6. The Plugin Gold Rush: How to Find Your Next Solopreneur Idea
Welcome back to the series on generating solopreneur ideas that you can build in just one day a week.
In the last post, we analyzed successful startups to find pain points. Today, let’s change tack and dive into a massive, often-overlooked opportunity: platform plugins.
These are the apps and extensions that add functionality to platforms like Shopify, Notion, WordPress, and more. People are scrambling to build them, knowing they tap into a ready-made audience of paying users.
There’s tens of thousands of these plugins. The question is: how do we find a gap? And what if the real business idea isn’t the plugin itself, but the tool that finds the gaps?
The Plugin Ecosystem is Massive
To understand the scale, just look at the major players and their app stores.
Organisers: Notion, Obsidian
Ecommerce: Shopify, BigCommerce , WooCommerce Wix
Project Management: monday.com, Asana, ClickUp, Smartsheet
Sheets/Databases: Airtable, Google Sheets
CMS: WordPress, Joomla, Drupal
CRM: HubSpot, Salesforce
Customer Support (CX): Zendesk, Intercom
Integration (iPaaS): Zapier, n8n, Tray.io
The “Gap Finder” Wishlist
If we had the perfect tool to navigate this gold rush, what would it do?
Competitor Analysis: Identify plugins that exist on one platform (like Shopify) but not on a competitor (like WooCommerce).
Revenue Sorting: Show us which plugins are making real money.
Trend Spotting: Identify upcoming categories to get ahead of the curve.
Pain Point Analysis: Scrape and analyze negative reviews to find what users really want.

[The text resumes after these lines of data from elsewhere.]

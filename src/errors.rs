use thiserror::Error;

/// Which capability a permission failure belongs to.
#[derive(Debug, Clone, Copy, PartialEq, Eq, serde::Serialize, serde::Deserialize)]
pub enum PermissionResource {
    Camera,
    Gallery,
}

impl std::fmt::Display for PermissionResource {
    fn fmt(&self, f: &mut std::fmt::Formatter<'_>) -> std::fmt::Result {
        match self {
            PermissionResource::Camera => write!(f, "camera"),
            PermissionResource::Gallery => write!(f, "gallery"),
        }
    }
}

#[derive(Debug, Clone, PartialEq, Error)]
pub enum BoothError {
    #[error("Permission denied ({resource}): {message}")]
    PermissionDenied {
        resource: PermissionResource,
        message: String,
    },
    #[error("Capture error: {0}")]
    Capture(String),
    #[error("IO error: {0}")]
    Io(String),
    #[error("Unknown template: {0}")]
    UnknownTemplate(String),
    #[error("Malformed parameters: {0}")]
    MalformedParams(String),
    #[error("Invalid custom color: {0}")]
    InvalidCustomColor(String),
    #[error("Invalid viewport: {width}x{height}")]
    InvalidViewport { width: f64, height: f64 },
    #[error("Template {template} does not fit its canvas: {detail}")]
    TemplateOverflow { template: String, detail: String },
    #[error("Busy: {0}")]
    Busy(String),
    #[error("Render error: {0}")]
    Render(String),
    #[error("Configuration error: {0}")]
    Config(String),
}

/// Dismissable notice shown to the user for a failed operation.
#[derive(Debug, Clone, PartialEq, Eq, serde::Serialize, serde::Deserialize)]
pub struct UserNotice {
    pub title: String,
    pub message: String,
    pub offers_retry: bool,
}

impl BoothError {
    pub fn camera_denied(message: impl Into<String>) -> Self {
        BoothError::PermissionDenied {
            resource: PermissionResource::Camera,
            message: message.into(),
        }
    }

    pub fn gallery_denied(message: impl Into<String>) -> Self {
        BoothError::PermissionDenied {
            resource: PermissionResource::Gallery,
            message: message.into(),
        }
    }

    /// Recoverable errors leave the flow where it is; the rest must fail the
    /// screen closed and send the user back to template selection.
    pub fn is_recoverable(&self) -> bool {
        !matches!(
            self,
            BoothError::UnknownTemplate(_)
                | BoothError::MalformedParams(_)
                | BoothError::TemplateOverflow { .. }
        )
    }

    pub fn user_notice(&self) -> UserNotice {
        let (title, message, offers_retry) = match self {
            BoothError::PermissionDenied { resource, .. } => (
                "Permission Required",
                match resource {
                    PermissionResource::Camera => {
                        "We need access to your camera to take photos for your photo booth session."
                    }
                    PermissionResource::Gallery => {
                        "Please grant permission to save photos to your gallery."
                    }
                }
                .to_string(),
                true,
            ),
            BoothError::Capture(_) => (
                "Error",
                "Failed to take picture. Please try again.".to_string(),
                true,
            ),
            BoothError::Io(msg) | BoothError::Render(msg) => {
                ("Error", format!("Failed to save to gallery: {msg}"), false)
            }
            BoothError::InvalidCustomColor(input) => (
                "Invalid Color",
                format!("\"{input}\" is not a #RRGGBB color."),
                false,
            ),
            BoothError::Busy(msg) => ("Please Wait", msg.clone(), false),
            other => ("Error", other.to_string(), false),
        };

        UserNotice {
            title: title.to_string(),
            message,
            offers_retry,
        }
    }
}

impl From<std::io::Error> for BoothError {
    fn from(e: std::io::Error) -> Self {
        BoothError::Io(e.to_string())
    }
}

impl From<image::ImageError> for BoothError {
    fn from(e: image::ImageError) -> Self {
        BoothError::Render(e.to_string())
    }
}
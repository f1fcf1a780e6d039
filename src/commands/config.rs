use crate::config::BoothConfig;
use std::sync::{Arc, RwLock};
use tauri::command;

lazy_static::lazy_static! {
    static ref GLOBAL_CONFIG: Arc<RwLock<BoothConfig>> = Arc::new(RwLock::new(BoothConfig::load_or_default()));
}

/// Snapshot of the live configuration for other commands.
pub(crate) fn current_config() -> Result<BoothConfig, String> {
    GLOBAL_CONFIG
        .read()
        .map(|config| config.clone())
        .map_err(|e| e.to_string())
}

/// Get the current configuration
#[command]
pub async fn get_config() -> Result<BoothConfig, String> {
    current_config()
}

/// Validate, apply and persist a new configuration
#[command]
pub async fn update_config(new_config: BoothConfig) -> Result<(), String> {
    new_config.validate()?;

    {
        let mut config = GLOBAL_CONFIG.write().map_err(|e| e.to_string())?;
        *config = new_config.clone();
    }

    new_config
        .save_to_file(BoothConfig::default_path())
        .map_err(|e| e.to_string())?;

    Ok(())
}

/// Reset configuration to defaults
#[command]
pub async fn reset_config() -> Result<BoothConfig, String> {
    let default_config = BoothConfig::default();

    {
        let mut config = GLOBAL_CONFIG
            .write()
            .map_err(|e| format!("Failed to write config: {}", e))?;
        *config = default_config.clone();
    }

    default_config
        .save_to_file(BoothConfig::default_path())
        .map_err(|e| e.to_string())?;

    Ok(default_config)
}

/// Studio branding for the landscape footer
#[command]
pub async fn get_branding() -> Result<crate::config::BrandingConfig, String> {
    Ok(current_config()?.branding)
}
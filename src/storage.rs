//! Local file persistence for session photos and album exports.

use crate::capability::{FileStore, Gallery, ImageHandle};
use crate::errors::BoothError;
use crate::permissions::PermissionStatus;
use std::fs;
use std::path::{Path, PathBuf};

/// Copies captures out of the camera's scratch space into a directory the
/// session owns.
#[derive(Debug, Clone)]
pub struct LocalFileStore {
    dir: PathBuf,
    prefix: String,
}

impl LocalFileStore {
    pub fn new(dir: impl Into<PathBuf>, prefix: impl Into<String>) -> Self {
        Self {
            dir: dir.into(),
            prefix: prefix.into(),
        }
    }

    pub fn dir(&self) -> &Path {
        &self.dir
    }

    fn file_name(&self, index: usize, extension: &str) -> String {
        format!(
            "{}_{}_{}_{}.{}",
            self.prefix,
            chrono::Utc::now().timestamp_millis(),
            uuid::Uuid::new_v4().simple(),
            index,
            extension
        )
    }
}

impl FileStore for LocalFileStore {
    fn copy_to_app_storage(&self, image: &ImageHandle, index: usize) -> Result<String, BoothError> {
        // Content URIs and other non-file handles are already durable.
        let Some(source) = image.local_path() else {
            log::debug!("Keeping non-file handle {} as-is", image.uri);
            return Ok(image.uri.clone());
        };

        fs::create_dir_all(&self.dir)?;
        let extension = source
            .extension()
            .and_then(|e| e.to_str())
            .unwrap_or("jpg")
            .to_ascii_lowercase();
        let destination = self.dir.join(self.file_name(index, &extension));
        fs::copy(&source, &destination).map_err(|e| {
            BoothError::Io(format!(
                "Failed to copy {} to {}: {}",
                source.display(),
                destination.display(),
                e
            ))
        })?;

        log::debug!("Stored photo {} at {}", index, destination.display());
        Ok(ImageHandle::from_path(&destination).uri)
    }
}

/// Album export onto the local file system: one folder per album.
#[derive(Debug, Clone)]
pub struct DirectoryGallery {
    root: PathBuf,
}

impl DirectoryGallery {
    pub fn new(root: impl Into<PathBuf>) -> Self {
        Self { root: root.into() }
    }

    pub fn album_dir(&self, album: &str) -> PathBuf {
        self.root.join(album)
    }

    fn unique_destination(dir: &Path, file: &Path) -> PathBuf {
        let name = file
            .file_name()
            .map(|n| n.to_string_lossy().into_owned())
            .unwrap_or_else(|| format!("{}.png", uuid::Uuid::new_v4().simple()));
        let candidate = dir.join(&name);
        if !candidate.exists() {
            return candidate;
        }
        let stem = Path::new(&name)
            .file_stem()
            .map(|s| s.to_string_lossy().into_owned())
            .unwrap_or_default();
        let ext = Path::new(&name)
            .extension()
            .map(|e| format!(".{}", e.to_string_lossy()))
            .unwrap_or_default();
        dir.join(format!("{}_{}{}", stem, uuid::Uuid::new_v4().simple(), ext))
    }
}

impl Gallery for DirectoryGallery {
    fn request_permission(&self) -> PermissionStatus {
        match fs::create_dir_all(&self.root) {
            Ok(()) => PermissionStatus::Granted,
            Err(e) => {
                log::warn!("Gallery root {} not writable: {}", self.root.display(), e);
                PermissionStatus::Denied
            }
        }
    }

    fn save_to_album(&self, files: &[PathBuf], album: &str) -> Result<(), BoothError> {
        let dir = self.album_dir(album);
        fs::create_dir_all(&dir)?;
        for file in files {
            let destination = Self::unique_destination(&dir, file);
            fs::copy(file, &destination).map_err(|e| {
                BoothError::Io(format!("Failed to save {}: {}", file.display(), e))
            })?;
        }
        log::info!("Saved {} file(s) to album '{}'", files.len(), album);
        Ok(())
    }
}
//! Slot layout: where every photo cell and decoration sits inside a canvas.
//!
//! [`layout_slots`] is a pure function of `(template, scale)`. Every offset is
//! `cm_to_px(cm) * scale`, so the live preview (scale < 1) and the print
//! export (scale = 1) are the same geometry at different magnifications.
//! Slot contents never feed back into placement.

mod grid;
mod landscape;
mod slots;
mod strip;

pub use slots::{fill_slots, RenderedSlot, SlotContent};

use crate::templates::{LayoutKind, Template};
use serde::Serialize;
use std::fmt;

/// Typography of the landscape contact block, already scaled for display.
#[derive(Debug, Clone, Copy, PartialEq, Serialize)]
#[serde(rename_all = "camelCase")]
pub struct ContactTypography {
    pub tagline_font_px: f64,
    pub text_font_px: f64,
    pub icon_px: f64,
}

impl ContactTypography {
    /// Sizes follow the scale but never drop below a legible floor.
    pub fn for_scale(scale: f64) -> Self {
        Self {
            tagline_font_px: (scale * 10.0).max(8.0),
            text_font_px: (scale * 8.0).max(6.0),
            icon_px: (scale * 12.0).max(10.0),
        }
    }
}

#[derive(Debug, Clone, Copy, PartialEq, Serialize)]
#[serde(tag = "kind", rename_all = "camelCase")]
pub enum SlotRole {
    Photo { index: usize },
    Logo,
    ContactBlock { typography: ContactTypography },
}

impl fmt::Display for SlotRole {
    fn fmt(&self, f: &mut fmt::Formatter<'_>) -> fmt::Result {
        match self {
            SlotRole::Photo { index } => write!(f, "photo #{}", index + 1),
            SlotRole::Logo => write!(f, "logo"),
            SlotRole::ContactBlock { .. } => write!(f, "contact block"),
        }
    }
}

/// One positioned rectangle, in pixels relative to the canvas origin.
#[derive(Debug, Clone, Copy, PartialEq, Serialize)]
pub struct SlotPlacement {
    pub x: f64,
    pub y: f64,
    pub width: f64,
    pub height: f64,
    pub role: SlotRole,
}

impl SlotPlacement {
    pub(crate) fn photo(index: usize, x: f64, y: f64, width: f64, height: f64) -> Self {
        Self {
            x,
            y,
            width,
            height,
            role: SlotRole::Photo { index },
        }
    }

    pub(crate) fn logo(x: f64, y: f64, width: f64, height: f64) -> Self {
        Self {
            x,
            y,
            width,
            height,
            role: SlotRole::Logo,
        }
    }

    pub fn right(&self) -> f64 {
        self.x + self.width
    }

    pub fn bottom(&self) -> f64 {
        self.y + self.height
    }

    pub fn is_photo(&self) -> bool {
        matches!(self.role, SlotRole::Photo { .. })
    }

    pub fn photo_index(&self) -> Option<usize> {
        match self.role {
            SlotRole::Photo { index } => Some(index),
            _ => None,
        }
    }

    /// Strict overlap; rectangles that only share an edge do not overlap.
    pub fn overlaps(&self, other: &SlotPlacement) -> bool {
        self.x < other.right()
            && other.x < self.right()
            && self.y < other.bottom()
            && other.y < self.bottom()
    }

    /// Same rectangle magnified by `factor`.
    pub fn scaled(&self, factor: f64) -> Self {
        Self {
            x: self.x * factor,
            y: self.y * factor,
            width: self.width * factor,
            height: self.height * factor,
            role: self.role,
        }
    }
}

/// Photo placements in index order, followed by decorations.
pub fn layout_slots(template: &Template, scale: f64) -> Vec<SlotPlacement> {
    let placements = match template.layout_kind {
        LayoutKind::Grid | LayoutKind::Collage => grid::two_column(template, scale),
        LayoutKind::Strip => strip::single_column(template, scale),
        LayoutKind::Landscape => landscape::two_by_two_with_footer(template, scale),
    };

    let photo_count = placements.iter().filter(|p| p.is_photo()).count();
    crate::assert_invariant!(
        photo_count == template.photo_count,
        "Layout yields one photo placement per template photo",
        "layout"
    );

    placements
}

/// Scales a print-scale dimension by `scale`, shared by the layout variants.
#[inline]
pub(crate) fn scaled_px(cm: f64, scale: f64) -> f64 {
    crate::units::cm_to_px(cm) * scale
}
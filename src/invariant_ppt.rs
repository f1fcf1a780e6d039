//! Runtime invariants with contract-test support.
//!
//! Geometry and session code state their invariants with
//! [`assert_invariant!`](crate::assert_invariant). Every check is recorded in a
//! thread-local log so tests can prove the invariant was exercised, not just
//! that nothing panicked.
//!
//! ```rust,ignore
//! use printbooth::assert_invariant;
//!
//! assert_invariant!(
//!     display_width <= max_width,
//!     "Canvas display width fits the screen budget",
//!     "sizing"
//! );
//!
//! // in a test, after driving the code:
//! printbooth::invariant_ppt::contract_test("sizing", &[
//!     "Canvas display width fits the screen budget",
//! ]);
//! ```

use std::cell::RefCell;
use std::collections::HashMap;
use std::thread_local;

thread_local! {
    static CHECKED: RefCell<HashMap<String, u64>> = RefCell::new(HashMap::new());
}

/// Assert an invariant and record that it was checked.
///
/// # Panics
/// Panics when the condition is false.
#[macro_export]
macro_rules! assert_invariant {
    ($condition:expr, $message:expr) => {
        $crate::invariant_ppt::__check_invariant($condition, $message, None)
    };
    ($condition:expr, $message:expr, $context:expr) => {
        $crate::invariant_ppt::__check_invariant($condition, $message, Some($context))
    };
}

#[doc(hidden)]
pub fn __check_invariant(condition: bool, message: &str, context: Option<&str>) {
    CHECKED.with(|log| {
        *log.borrow_mut().entry(message.to_string()).or_insert(0) += 1;
    });

    if !condition {
        panic!(
            "INVARIANT VIOLATION [{}]: {}",
            context.unwrap_or("unknown"),
            message
        );
    }
}

/// How many times `message` was checked on this thread.
pub fn times_checked(message: &str) -> u64 {
    CHECKED.with(|log| log.borrow().get(message).copied().unwrap_or(0))
}

/// Panic unless every listed invariant was checked on this thread.
pub fn contract_test(test_name: &str, required_invariants: &[&str]) {
    let missing: Vec<&str> = required_invariants
        .iter()
        .copied()
        .filter(|inv| times_checked(inv) == 0)
        .collect();

    if !missing.is_empty() {
        panic!(
            "CONTRACT FAILURE [{}]: invariants never checked:\n  - {}",
            test_name,
            missing.join("\n  - ")
        );
    }
}

pub fn clear_invariant_log() {
    CHECKED.with(|log| log.borrow_mut().clear());
}

#[cfg(test)]
mod tests {
    use super::*;

    #[test]
    fn test_checks_are_counted() {
        clear_invariant_log();
        crate::assert_invariant!(true, "counted twice");
        crate::assert_invariant!(true, "counted twice", "test");
        assert_eq!(times_checked("counted twice"), 2);
        contract_test("counting", &["counted twice"]);
    }

    #[test]
    #[should_panic(expected = "CONTRACT FAILURE")]
    fn test_missing_invariant_fails_contract() {
        clear_invariant_log();
        contract_test("missing", &["never checked"]);
    }

    #[test]
    #[should_panic(expected = "INVARIANT VIOLATION [layout]")]
    fn test_violation_panics_with_context() {
        crate::assert_invariant!(1 > 2, "impossible", "layout");
    }
}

(The Dream): Use AI to sketch out a new plugin that solves those specific pain points.
So, does this tool exist?
I looked around. SaasJet has a MarketPlace Reporter that tracks trends, which is one aspect. GapScout analyzes product feedback but doesn’t do competitor analysis or directory comparison.
That’s... basically it.
It seems there’s a massive gap... in the market for finding gaps. This could be due to a big hurdle, like the difficulty of scraping so many different stores, but that challenge is unlikely to be universal.
The Business Idea: A “Plugin Gap” Scanner
The simplest way to validate this idea is to build a tool that compares just two popular marketplaces. If we can define a simple version, we can pitch it to plugin developers and see if they’d pay.
Here’s the back-of-the-napkin plan:
Ideal Customer: The serial plugin creator or app development agency.
How to Find Them: Twitter (Indie Hackers, #buildinpublic), messaging them via their existing marketplace listings.
Problem: It’s manual, time-consuming, and guess-work-heavy to decide what plugin to build next.
Solution: A simple, categorised directory that shows which popular plugins are missing on which platforms.
Market Size: Tens of thousands of app development firms and solo creators.
Trends: AI makes it easier than ever to build a plugin. Competition is fierce, making a tool that provides a strategic edge more valuable.
Pricing: TBD. Start with a free beta to get feedback. A monthly subscription might not work—once a dev finds an idea, they might churn. A “credit” system (e.g., “pay per report”) could be a better model.
The Minimum Viable Plan
So, what’s the minimum implementation?
My main constraint for this side hustle is “ease of implementation.” I checked, and unfortunately, most plugin directories (Shopify, Notion, etc.) don’t have a public API for their marketplaces. This means we’d need to rely on web scraping, which can be error-prone.
However, some do. WordPress has a good API, and Zendesk has one.
But to make this valuable, we need to target the hottest markets. Let’s start with two huge competitors and try to catalog their marketplaces, even if it requires creative scraping:
Shopify: Insanely popular. A must-have.
WooCommerce: Built on WordPress (which does have a plugin API we might be able to leverage).
These two are big targets for developers, and the revenue from a single successful plugin can be massive.